Start of Data records
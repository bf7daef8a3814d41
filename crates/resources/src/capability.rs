//! Capabilities shared by several kinds. Status filtering and update-time
//! sorting go through these instead of matching on concrete types.

use chrono::{DateTime, Utc};
use k8s_openapi::api::apps::v1::{DaemonSet, Deployment, StatefulSet};
use k8s_openapi::api::batch::v1::Job;
use k8s_openapi::api::core::v1::{Namespace, PersistentVolume, PersistentVolumeClaim, Pod};
use kube::core::DynamicObject;

#[derive(Debug, Clone, Copy, PartialEq, Eq)]
pub enum WorkloadState {
    Stopped,
    Running,
    Updating,
}

impl WorkloadState {
    pub fn as_str(&self) -> &'static str {
        match self {
            WorkloadState::Stopped => "stopped",
            WorkloadState::Running => "running",
            WorkloadState::Updating => "updating",
        }
    }
}

/// Desired vs ready replicas. `desired == None` means the workload never
/// declared a replica count.
#[derive(Debug, Clone, Copy, PartialEq, Eq)]
pub struct ReplicaCounts {
    pub desired: Option<i32>,
    pub ready: i32,
}

impl ReplicaCounts {
    pub fn state(&self) -> WorkloadState {
        match self.desired {
            None => WorkloadState::Stopped,
            Some(0) if self.ready == 0 => WorkloadState::Stopped,
            Some(d) if d == self.ready => WorkloadState::Running,
            Some(_) => WorkloadState::Updating,
        }
    }
}

pub trait ReplicaStatus {
    fn replica_counts(&self) -> ReplicaCounts;

    fn workload_state(&self) -> WorkloadState {
        self.replica_counts().state()
    }
}

impl ReplicaStatus for Deployment {
    fn replica_counts(&self) -> ReplicaCounts {
        let status = self.status.as_ref();
        ReplicaCounts {
            desired: Some(status.and_then(|s| s.replicas).unwrap_or(0)),
            ready: status.and_then(|s| s.ready_replicas).unwrap_or(0),
        }
    }
}

impl ReplicaStatus for StatefulSet {
    fn replica_counts(&self) -> ReplicaCounts {
        ReplicaCounts {
            desired: self.spec.as_ref().and_then(|s| s.replicas),
            ready: self.status.as_ref().and_then(|s| s.ready_replicas).unwrap_or(0),
        }
    }
}

impl ReplicaStatus for DaemonSet {
    fn replica_counts(&self) -> ReplicaCounts {
        let status = self.status.as_ref();
        ReplicaCounts {
            desired: Some(status.map(|s| s.desired_number_scheduled).unwrap_or(0)),
            ready: status.map(|s| s.number_ready).unwrap_or(0),
        }
    }
}

pub trait PhaseStatus {
    fn phase(&self) -> Option<&str>;
}

impl PhaseStatus for Pod {
    fn phase(&self) -> Option<&str> {
        self.status.as_ref().and_then(|s| s.phase.as_deref())
    }
}

impl PhaseStatus for PersistentVolumeClaim {
    fn phase(&self) -> Option<&str> {
        self.status.as_ref().and_then(|s| s.phase.as_deref())
    }
}

impl PhaseStatus for PersistentVolume {
    fn phase(&self) -> Option<&str> {
        self.status.as_ref().and_then(|s| s.phase.as_deref())
    }
}

impl PhaseStatus for Namespace {
    fn phase(&self) -> Option<&str> {
        self.status.as_ref().and_then(|s| s.phase.as_deref())
    }
}

/// Timestamps recorded on status conditions.
pub trait ConditionTimes {
    fn condition_times(&self) -> Vec<DateTime<Utc>>;

    fn latest_condition_time(&self) -> Option<DateTime<Utc>> {
        self.condition_times().into_iter().max()
    }
}

impl ConditionTimes for Deployment {
    fn condition_times(&self) -> Vec<DateTime<Utc>> {
        self.status
            .iter()
            .flat_map(|s| s.conditions.iter().flatten())
            .filter_map(|c| c.last_update_time.as_ref().map(|t| t.0))
            .collect()
    }
}

impl ConditionTimes for Job {
    fn condition_times(&self) -> Vec<DateTime<Utc>> {
        self.status
            .iter()
            .flat_map(|s| s.conditions.iter().flatten())
            .filter_map(|c| c.last_transition_time.as_ref().map(|t| t.0))
            .collect()
    }
}

/// Unstructured objects: `status.conditions[].lastUpdateTime` as RFC 3339.
impl ConditionTimes for DynamicObject {
    fn condition_times(&self) -> Vec<DateTime<Utc>> {
        self.data
            .pointer("/status/conditions")
            .and_then(|v| v.as_array())
            .into_iter()
            .flatten()
            .filter_map(|c| c.get("lastUpdateTime").and_then(|v| v.as_str()))
            .filter_map(|s| DateTime::parse_from_rfc3339(s).ok())
            .map(|t| t.with_timezone(&Utc))
            .collect()
    }
}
End of Data records
▸ **Assignment**: Restate every entry above exactly as it stands.

▸ **Response below**:
repository bf7daef8a3814d41
filename crates/resources/src/capability.rs
//! Capabilities shared by several kinds. Status filtering and update-time
//! sorting go through these instead of matching on concrete types.

use chrono::{DateTime, Utc};
use k8s_openapi::api::apps::v1::{DaemonSet, Deployment, StatefulSet};
use k8s_openapi::api::batch::v1::Job;
use k8s_openapi::api::core::v1::{Namespace, PersistentVolume, PersistentVolumeClaim, Pod};
use kube::core::DynamicObject;

#[derive(Debug, Clone, Copy, PartialEq, Eq)]
pub enum WorkloadState {
    Stopped,
    Running,
    Updating,
}

impl WorkloadState {
    pub fn as_str(&self) -> &'static str {
        match self {
            WorkloadState::Stopped => "stopped",
            WorkloadState::Running => "running",
            WorkloadState::Updating => "updating",
        }
    }
}

/// Desired vs ready replicas. `desired == None` means the workload never
/// declared a replica count.
#[derive(Debug, Clone, Copy, PartialEq, Eq)]
pub struct ReplicaCounts {
    pub desired: Option<i32>,
    pub ready: i32,
}

impl ReplicaCounts {
    pub fn state(&self) -> WorkloadState {
        match self.desired {
            None => WorkloadState::Stopped,
            Some(0) if self.ready == 0 => WorkloadState::Stopped,
            Some(d) if d == self.ready => WorkloadState::Running,
            Some(_) => WorkloadState::Updating,
        }
    }
}

pub trait ReplicaStatus {
    fn replica_counts(&self) -> ReplicaCounts;

    fn workload_state(&self) -> WorkloadState {
        self.replica_counts().state()
    }
}

impl ReplicaStatus for Deployment {
    fn replica_counts(&self) -> ReplicaCounts {
        let status = self.status.as_ref();
        ReplicaCounts {
            desired: Some(status.and_then(|s| s.replicas).unwrap_or(0)),
            ready: status.and_then(|s| s.ready_replicas).unwrap_or(0),
        }
    }
}

impl ReplicaStatus for StatefulSet {
    fn replica_counts(&self) -> ReplicaCounts {
        ReplicaCounts {
            desired: self.spec.as_ref().and_then(|s| s.replicas),
            ready: self.status.as_ref().and_then(|s| s.ready_replicas).unwrap_or(0),
        }
    }
}

impl ReplicaStatus for DaemonSet {
    fn replica_counts(&self) -> ReplicaCounts {
        let status = self.status.as_ref();
        ReplicaCounts {
            desired: Some(status.map(|s| s.desired_number_scheduled).unwrap_or(0)),
            ready: status.map(|s| s.number_ready).unwrap_or(0),
        }
    }
}

pub trait PhaseStatus {
    fn phase(&self) -> Option<&str>;
}

impl PhaseStatus for Pod {
    fn phase(&self) -> Option<&str> {
        self.status.as_ref().and_then(|s| s.phase.as_deref())
    }
}

impl PhaseStatus for PersistentVolumeClaim {
    fn phase(&self) -> Option<&str> {
        self.status.as_ref().and_then(|s| s.phase.as_deref())
    }
}

impl PhaseStatus for PersistentVolume {
    fn phase(&self) -> Option<&str> {
        self.status.as_ref().and_then(|s| s.phase.as_deref())
    }
}

impl PhaseStatus for Namespace {
    fn phase(&self) -> Option<&str> {
        self.status.as_ref().and_then(|s| s.phase.as_deref())
    }
}

/// Timestamps recorded on status conditions.
pub trait ConditionTimes {
    fn condition_times(&self) -> Vec<DateTime<Utc>>;

    fn latest_condition_time(&self) -> Option<DateTime<Utc>> {
        self.condition_times().into_iter().max()
    }
}

impl ConditionTimes for Deployment {
    fn condition_times(&self) -> Vec<DateTime<Utc>> {
        self.status
            .iter()
            .flat_map(|s| s.conditions.iter().flatten())
            .filter_map(|c| c.last_update_time.as_ref().map(|t| t.0))
            .collect()
    }
}

impl ConditionTimes for Job {
    fn condition_times(&self) -> Vec<DateTime<Utc>> {
        self.status
            .iter()
            .flat_map(|s| s.conditions.iter().flatten())
            .filter_map(|c| c.last_transition_time.as_ref().map(|t| t.0))
            .collect()
    }
}

/// Unstructured objects: `status.conditions[].lastUpdateTime` as RFC 3339.
impl ConditionTimes for DynamicObject {
    fn condition_times(&self) -> Vec<DateTime<Utc>> {
        self.data
            .pointer("/status/conditions")
            .and_then(|v| v.as_array())
            .into_iter()
            .flatten()
            .filter_map(|c| c.get("lastUpdateTime").and_then(|v| v.as_str()))
            .filter_map(|s| DateTime::parse_from_rfc3339(s).ok())
            .map(|t| t.with_timezone(&Utc))
            .collect()
    }
}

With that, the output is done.